Pulmonary Allergic Reactions Impair Systemic Vascular Relaxation In Ragweed Sensitive Mice

Asthma is often associated with cardiovascular complications, and recent observations in animal models indicate that induction of pulmonary allergic inflammation increases susceptibility of the myocardium to ischemia and reperfusion injury. In this study, we used a murine model of allergen sensitization in which aspiration of allergen induces pulmonary and systemic inflammation, to test the hypothesis that pulmonary exposure to allergen alters vascular relaxation responses. BALB/C mice were sensitized by intra-peritoneal injection of ragweed and challenged by intratracheal instillation of allergen. Airway hyperreactivity and pulmonary inflammation were confirmed, and endothelium-dependent and - independent reactivity of thoracic aorta rings were evaluated. Ragweed-sensitization and challenge induced airway hyperreactivity to methacholine and pulmonary inflammation, but did not affect constrictor responses of the aortic rings to phenylephrine and K depolarization. In contrast, maximal relaxation of aortic rings to acetylcholine and sodium nitroprusside decreased from 87.6 ± 3.9 % and 97.7 ± 1.2 % to 32 ± 4 % and 51 ± 6 %, respectively (p< 0.05).
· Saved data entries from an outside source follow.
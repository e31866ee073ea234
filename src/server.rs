//! HTTP surface: book ingestion and retrieval, chapter HTML and audio,
//! job-spawning mutations, server-sent progress events, and EPUB 3 export.
//!
//! Request handlers only register jobs and read committed state; every
//! mutation runs under the controller's key mutexes. Disconnecting from the
//! event stream never cancels a job; cancellation is its own endpoint.

use std::collections::BTreeSet;
use std::sync::Arc;

use axum::extract::{DefaultBodyLimit, Multipart, Path, Query, State};
use axum::http::{HeaderMap, StatusCode, header};
use axum::response::sse::{Event as SseEvent, KeepAlive, Sse};
use axum::response::{IntoResponse, Response};
use axum::routing::{get, post};
use axum::{Json, Router};
use serde::{Deserialize, Serialize};
use serde_json::json;
use tokio_stream::StreamExt;
use tokio_stream::wrappers::ReceiverStream;
use tower_http::trace::TraceLayer;
use tracing::info;
use uuid::Uuid;

use crate::align::{
    AlignBackend, AlignMode, CommandAligner, DtwAligner, PassthroughAligner,
};
use crate::audio::{
    AudioCodec, AudioSourceManager, CommandTranslator, EspeakEngine, FfmpegCodec, TtsEngine,
    Voice, VoiceCatalog, WavCodec, voice_language,
};
use crate::book::{AudioFormat, Book, ChapterMeta, SyncTable};
use crate::config::Config;
use crate::edit::{AudioEditor, EditOutcome};
use crate::error::{Error, Result};
use crate::export::export_book;
use crate::ingest::ingest_book;
use crate::normalize::render_plain_tokens;
use crate::pipeline::{
    Controller, Job, JobKind, OpClass, TargetKey, fingerprint_alignment, fingerprint_translation,
    fingerprint_tts, token_table_hash,
};
use crate::progress::ProgressEvent;
use crate::store::{BlobStore, FsBlobStore, MetadataStore, load_json, paths, save_json};
use crate::util::sha1_hex;

// ============================================================================
// State
// ============================================================================

pub struct AppState {
    pub config: Config,
    pub store: Arc<dyn BlobStore>,
    pub meta: MetadataStore,
    pub controller: Arc<Controller>,
    pub sources: Arc<AudioSourceManager>,
    pub editor: Arc<AudioEditor>,
    pub tts: Arc<dyn TtsEngine>,
    pub catalog: Arc<VoiceCatalog>,
}

/// Wire up stores, engines, and the controller from configuration.
pub fn build_state(config: Config) -> Result<Arc<AppState>> {
    let store: Arc<dyn BlobStore> = Arc::new(FsBlobStore::new(&config.storage_root)?);

    let codec: Arc<dyn AudioCodec> = match config.canonical_format {
        AudioFormat::Wav => Arc::new(WavCodec::new(config.sample_rate)),
        AudioFormat::Mp3 => Arc::new(FfmpegCodec::new(
            config.ffmpeg_command.as_str(),
            config.ffprobe_command.as_str(),
            config.sample_rate,
            AudioFormat::Mp3,
        )),
    };
    let tts: Arc<dyn TtsEngine> = Arc::new(EspeakEngine::new(
        config.tts_command.as_str(),
        config.tts_timeout(),
    ));
    let catalog = Arc::new(VoiceCatalog::initialize(tts.as_ref()));
    let translator = config.translator_command.as_deref().map(|command| {
        Arc::new(CommandTranslator::new(command, config.translate_timeout()))
            as Arc<dyn crate::audio::Translator>
    });

    let sources = Arc::new(AudioSourceManager::new(
        Arc::clone(&store),
        Arc::clone(&codec),
        Arc::clone(&tts),
        translator,
        Arc::clone(&catalog),
    ));
    let editor = Arc::new(AudioEditor::new(Arc::clone(&store), Arc::clone(&codec)));
    let controller = Controller::new(config.clone());

    Ok(Arc::new(AppState {
        meta: MetadataStore::new(Arc::clone(&store)),
        store,
        controller,
        sources,
        editor,
        tts,
        catalog,
        config,
    }))
}

pub fn router(state: Arc<AppState>) -> Router {
    Router::new()
        .route("/books", post(ingest).get(list_books))
        .route("/books/:book", get(get_book).delete(remove_book))
        .route("/books/:book/chapters/:chapter/html", get(chapter_html))
        .route(
            "/books/:book/chapters/:chapter/audio",
            get(audio_descriptor).post(generate_audio),
        )
        .route(
            "/books/:book/chapters/:chapter/audio/stream",
            get(stream_audio),
        )
        .route("/books/:book/chapters/:chapter/sync", post(auto_sync))
        .route("/books/:book/chapters/:chapter/trim", post(trim_audio))
        .route("/books/:book/chapters/:chapter/restore", post(restore_audio))
        .route(
            "/books/:book/chapters/:chapter/translate",
            post(translate_chapter),
        )
        .route("/books/:book/export", get(export_epub))
        .route("/jobs/:id", get(get_job))
        .route("/jobs/:id/events", get(job_events))
        .route("/jobs/:id/cancel", post(cancel_job))
        .route("/voices", get(list_voices))
        .layer(DefaultBodyLimit::max(512 * 1024 * 1024))
        .layer(TraceLayer::new_for_http())
        .with_state(state)
}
The sensitivity to acetylcholine was likewise reduced (EC50 = 0.26 ± 0.05 µM vs. 1.09 ± 0.16 µM, p < 0.001). The results demonstrate that induction of allergic pulmonary inflammation in mice depresses endothelium-dependent and -independent vascular relaxation, which can contribute to cardiovascular complications associated with allergic inflammation.